(Source data begins)
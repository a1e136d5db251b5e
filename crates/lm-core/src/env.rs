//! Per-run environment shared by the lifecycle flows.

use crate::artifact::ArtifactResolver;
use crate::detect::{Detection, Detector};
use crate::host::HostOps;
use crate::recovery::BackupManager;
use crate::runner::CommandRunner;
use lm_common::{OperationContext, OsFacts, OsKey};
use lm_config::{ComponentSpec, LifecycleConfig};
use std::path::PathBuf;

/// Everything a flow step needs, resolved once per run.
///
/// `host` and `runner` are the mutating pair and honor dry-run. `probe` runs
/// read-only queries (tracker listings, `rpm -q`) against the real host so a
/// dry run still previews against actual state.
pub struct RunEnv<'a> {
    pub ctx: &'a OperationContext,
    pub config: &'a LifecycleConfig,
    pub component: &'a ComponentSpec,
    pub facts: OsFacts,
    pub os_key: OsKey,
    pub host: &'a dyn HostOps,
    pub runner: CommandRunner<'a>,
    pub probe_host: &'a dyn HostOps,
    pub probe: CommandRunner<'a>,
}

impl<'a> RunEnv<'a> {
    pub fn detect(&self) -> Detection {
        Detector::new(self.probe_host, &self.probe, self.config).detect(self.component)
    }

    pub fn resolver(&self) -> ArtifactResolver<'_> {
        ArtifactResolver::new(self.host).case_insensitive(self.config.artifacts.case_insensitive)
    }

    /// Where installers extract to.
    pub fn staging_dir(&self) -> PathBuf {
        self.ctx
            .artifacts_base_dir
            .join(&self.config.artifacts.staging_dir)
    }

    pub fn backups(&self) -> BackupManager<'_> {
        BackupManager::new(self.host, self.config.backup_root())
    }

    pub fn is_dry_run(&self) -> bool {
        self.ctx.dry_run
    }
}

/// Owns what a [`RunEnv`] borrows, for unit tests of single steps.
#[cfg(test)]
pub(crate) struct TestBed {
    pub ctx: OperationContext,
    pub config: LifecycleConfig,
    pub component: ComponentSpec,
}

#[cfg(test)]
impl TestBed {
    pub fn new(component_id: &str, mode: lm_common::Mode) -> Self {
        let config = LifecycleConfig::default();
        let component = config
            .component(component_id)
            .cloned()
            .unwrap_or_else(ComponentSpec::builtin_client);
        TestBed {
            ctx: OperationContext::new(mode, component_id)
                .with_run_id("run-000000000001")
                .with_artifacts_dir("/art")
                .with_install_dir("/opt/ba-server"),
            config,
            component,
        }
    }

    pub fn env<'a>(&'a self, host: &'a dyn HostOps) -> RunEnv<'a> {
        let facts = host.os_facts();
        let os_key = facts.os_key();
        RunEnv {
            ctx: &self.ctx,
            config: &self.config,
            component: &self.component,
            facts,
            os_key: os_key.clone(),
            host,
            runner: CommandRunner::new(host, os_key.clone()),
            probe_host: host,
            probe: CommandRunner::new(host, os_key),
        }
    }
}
(Source data ends)
▶ [Work required]
Exactly as they stand, set down the lines from the top of the data through the line with "pub fn detect(&self)".

▶ [Response]
repository a1e136d5db251b5e
filename crates/lm-core/src/env.rs
//! Per-run environment shared by the lifecycle flows.

use crate::artifact::ArtifactResolver;
use crate::detect::{Detection, Detector};
use crate::host::HostOps;
use crate::recovery::BackupManager;
use crate::runner::CommandRunner;
use lm_common::{OperationContext, OsFacts, OsKey};
use lm_config::{ComponentSpec, LifecycleConfig};
use std::path::PathBuf;

/// Everything a flow step needs, resolved once per run.
///
/// `host` and `runner` are the mutating pair and honor dry-run. `probe` runs
/// read-only queries (tracker listings, `rpm -q`) against the real host so a
/// dry run still previews against actual state.
pub struct RunEnv<'a> {
    pub ctx: &'a OperationContext,
    pub config: &'a LifecycleConfig,
    pub component: &'a ComponentSpec,
    pub facts: OsFacts,
    pub os_key: OsKey,
    pub host: &'a dyn HostOps,
    pub runner: CommandRunner<'a>,
    pub probe_host: &'a dyn HostOps,
    pub probe: CommandRunner<'a>,
}

impl<'a> RunEnv<'a> {
    pub fn detect(&self) -> Detection {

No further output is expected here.